Internet-Draft   SRTP in Store-and-Forward Applications        June 2009


   o  n_SSS:  0 bits (not used)

   o  n_CCI:  0 bits (not used)

5.1.  Adding Future e2e Transforms

   Adding transforms for the hbh protection SHALL follow the existing
   guidelines of [RFC3711].  Indeed, any current (or future, as far as
   we can see) transform specification for SRTP is applicable for usage
   with the hbh protection.

   To add an e2e transform, the accompanying specification MUST, besides
   specifying the cryptographic operations, define the format and usage
   of the PUV field and, if used, for the SSS field.  An authentication
   transform MUST define how the e2e MAC is computed and MUST NOT
   include the CCI field in the authentication coverage.

   It is STRONGLY RECOMMENDED that, when separate transforms are used
   for encryption and authentication, the sender SHALL first apply the
   e2e encryption transform and then the e2e authentication transform.
   When a combined (data encapsulation) transform is used, the order of
   processing is typically built in to the transform.

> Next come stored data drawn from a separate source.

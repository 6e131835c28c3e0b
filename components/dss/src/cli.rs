//! CLI (command line interface).

use std::{fmt, str::FromStr as _};

use anyhow::anyhow;
use ephyr_log::Level;
use structopt::StructOpt;

/// CLI (command line interface) of the Dynamic Stream Server.
#[derive(Clone, Debug, StructOpt)]
#[structopt(about = "Dynamic Stream Server")]
pub struct Opts {
    /// Debug mode of the server.
    #[structopt(short, long, help = "Enables debug mode")]
    pub debug: bool,

    /// Path to the TOML configuration file.
    #[structopt(
        short,
        long,
        env = "DSS_CONFIG_PATH",
        default_value = "dss",
        help = "Path to the configuration file (without extension)",
        long_help = "Path to the TOML configuration file this server reads \
                     its `[ffmpeg]`, `[thumbnail]`, `[local]`, \
                     `[rtmp-server]`, `[http-server]`, `[mobile]` and \
                     `[general]` sections from"
    )]
    pub config_path: String,

    /// Verbosity level of the server logs.
    #[structopt(
        short,
        long,
        parse(try_from_str = Self::parse_log_level),
        help = "Logs verbosity level: \
                ERROR | WARN | INFO | DEBUG | TRACE"
    )]
    pub verbose: Option<Level>,
}

impl Opts {
    /// Parses CLI [`Opts`] from command line arguments.
    ///
    /// Prints the error message and quits the program in case of failure.
    #[inline]
    #[must_use]
    pub fn from_args() -> Self {
        <Self as StructOpt>::from_args()
    }

    /// Parses [`Level`] from the given string.
    ///
    /// This function is required because [`Level`]'s [`FromStr`]
    /// implementation's error type is not [`Display`], which [`StructOpt`]
    /// requires.
    ///
    /// # Errors
    ///
    /// If [`Level`] failed to parse from the string.
    ///
    /// [`Display`]: std::fmt::Display
    /// [`FromStr`]: std::str::FromStr
    pub fn parse_log_level(lvl: &str) -> Result<Level, anyhow::Error> {
        #[allow(clippy::map_err_ignore)]
        Level::from_str(lvl).map_err(|_| {
            anyhow!(
                "'{}' is invalid verbosity level, allowed levels are: \
                 ERROR | WARN | INFO | DEBUG | TRACE",
                lvl,
            )
        })
    }
}

/// Error type indicating non-zero process exit code. The actual failure
/// was already logged at the point it occurred; this type carries nothing
/// so `main` exits non-zero without printing it again.
pub struct Failure;

impl fmt::Debug for Failure {
    #[inline]
    fn fmt(&self, f: &mut fmt::Formatter<'_>) -> fmt::Result {
        write!(f, "")
    }
}

impl From<()> for Failure {
    #[inline]
    fn from(_: ()) -> Self {
        Self
    }
}

impl From<anyhow::Error> for Failure {
    #[inline]
    fn from(e: anyhow::Error) -> Self {
        ephyr_log::log::error!("{}", e);
        Self
    }
}
//! Wires every component together and sequences startup/shutdown.
//!
//! Grounded on the teacher's top-level `server::run`: builds the shared
//! state once, starts every long-running piece concurrently via
//! `future::try_join`, and tears them down in response to a single
//! shutdown signal broadcast through a [`tokio::sync::watch`] channel.

use std::{path::PathBuf, sync::Arc};

use ephyr_log::log;
use futures::future;
use tokio::sync::watch;

use crate::{
    broadcast::BroadcastRegistry,
    cli::{Failure, Opts},
    config::Config,
    http,
    mobile::MobileIngestServer,
    providers::{Named, Numeric, ProviderConfig, ProviderRegistry},
    registry::StreamRegistry,
    storage::{MemoryStore, Store},
    thumbnail::ThumbnailScheduler,
};

/// Builds every `[[providers]]` entry from `cfg` and registers it.
fn build_providers(cfg: &Config) -> ProviderRegistry {
    let mut registry = ProviderRegistry::new();
    for entry in &cfg.providers {
        let provider_cfg = ProviderConfig {
            identifier: entry.identifier.clone(),
            input_stream_template: entry.input_stream_template.clone(),
            output_stream_template: entry.output_stream_template.clone(),
            input_opts: entry.input_opt.clone(),
            output_opts: entry.output_opt.clone(),
            thumbnail_local: entry.thumbnail_local,
        };
        if entry.stream_names.is_empty() {
            registry.register(Arc::new(Numeric::new(
                provider_cfg,
                (0..entry.stream_count).collect(),
            )));
        } else {
            registry.register(Arc::new(Named::new(
                provider_cfg,
                entry.stream_names.clone(),
            )));
        }
    }
    registry
}

/// Runs the whole server until `stop_rx` fires, then drains every
/// component in turn.
///
/// # Errors
///
/// If the HTTP control surface or the mobile TCP listener fail to bind.
pub async fn run(opts: Opts, stop_rx: watch::Receiver<bool>) -> Result<(), Failure> {
    let cfg = Arc::new(
        Config::from_file(&opts.config_path)
            .map_err(|e| log::error!("Failed to load configuration: {}", e))?,
    );

    let ffmpeg_path = tokio::fs::canonicalize(&cfg.ffmpeg.path)
        .await
        .map_err(|e| log::error!("Failed to resolve FFmpeg binary path: {}", e))?;
    let log_dir = PathBuf::from("/var/log/dss");
    tokio::fs::create_dir_all(&log_dir)
        .await
        .map_err(|e| log::error!("Failed to create log directory: {}", e))?;

    let providers = Arc::new(build_providers(&cfg));
    let registry = Arc::new(StreamRegistry::new(
        Arc::clone(&providers),
        ffmpeg_path.clone(),
        log_dir.clone(),
        cfg.ffmpeg.reload,
        cfg.ffmpeg.timeout,
    ));
    let store: Arc<dyn Store> = Arc::new(MemoryStore::new());
    let broadcasts = Arc::new(BroadcastRegistry::new());
    broadcasts.register("mobile_location").await;
    let broadcaster = broadcasts
        .select("mobile_location")
        .await
        .expect("just registered");

    if let Err(e) = registry.initialize_from_stats(&cfg).await {
        log::warn!("Could not fetch upstream stats on startup: {}", e);
    }
    registry.auto_start(&cfg).await;

    let thumbnails = Arc::new(ThumbnailScheduler::new(
        Arc::clone(&providers),
        Arc::clone(&registry),
        ffmpeg_path.clone(),
        log_dir.clone(),
        cfg.thumbnail.clone(),
    ));

    let mobile_server = MobileIngestServer::new(
        Arc::clone(&cfg),
        Arc::clone(&store),
        Arc::clone(&broadcaster),
        ffmpeg_path,
        log_dir,
    );

    let app_state = Arc::new(http::AppState {
        cfg: Arc::clone(&cfg),
        providers: Arc::clone(&providers),
        registry: Arc::clone(&registry),
        store: Arc::clone(&store),
        broadcasts: Arc::clone(&broadcasts),
    });

    let thumbnail_stop = stop_rx.clone();
    let mobile_stop = stop_rx.clone();
    let http_stop = stop_rx.clone();

    let result = future::try_join3(
        async move {
            thumbnails.run(thumbnail_stop).await;
            Ok::<(), Failure>(())
        },
        async move {
            mobile_server.run(mobile_stop).await.map_err(|e| {
                log::error!("Mobile ingest server stopped: {}", e);
                Failure
            })
        },
        http::run(app_state, http_stop),
    )
    .await;

    registry.terminate_all().await;

    result.map(|_: ((), (), ())| ())
}
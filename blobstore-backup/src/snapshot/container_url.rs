//! Redaction of container URLs before they reach logs or error messages.

use std::collections::BTreeMap;

use url::Url;

const REDACTED: &str = "REDACTED";

/// Replaces every query parameter except `snapshot` with `REDACTED`.
///
/// Parameters come out sorted by key. Input that does not parse as a URL is
/// returned unchanged so it can still be logged.
pub fn sanitise(raw: &str) -> String {
    let Ok(mut parsed) = Url::parse(raw) else {
        return raw.to_string();
    };

    let mut params: BTreeMap<String, Vec<String>> = BTreeMap::new();
    for (key, value) in parsed.query_pairs() {
        params.entry(key.into_owned()).or_default().push(value.into_owned());
    }

    if params.is_empty() {
        parsed.set_query(None);
        return parsed.to_string();
    }

    {
        let mut query = parsed.query_pairs_mut();
        query.clear();
        for (key, values) in &params {
            if key == "snapshot" {
                for value in values {
                    query.append_pair(key, value);
                }
            } else {
                query.append_pair(key, REDACTED);
            }
        }
    }

    parsed.to_string()
}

6.  Security Considerations

6.1.  General

   Though it may seem that there are quite a few differences between the
   cryptography and key management used in [RFC3711] and the
   corresponding functions defined here, the differences are actually
   smaller then one may think and the security considerations turn out
   to be essentially equivalent.

   As noted, a problem of SRTP in SaF applications is the transforms'
   dependence of the SSRC.  The SSRC is part of IV formation and crypto
   context identification in [RFC3711].

   In this specification three new in-band parameters, PUV, CCI, and
   SSS, are specified.  Note that CCI and SSS are used in exactly the
   same way the SSRC is used in [RFC3711]: context identification (CCI)
   and IV formation (SSS).  Basically, one can think of the CCI as the
   e2e context identifier and the SSS as a substitute for the SSRC.  The
   SSS (when used) is e2e protected.


Blom, et al.            Expires December 24, 2009              [Page 23]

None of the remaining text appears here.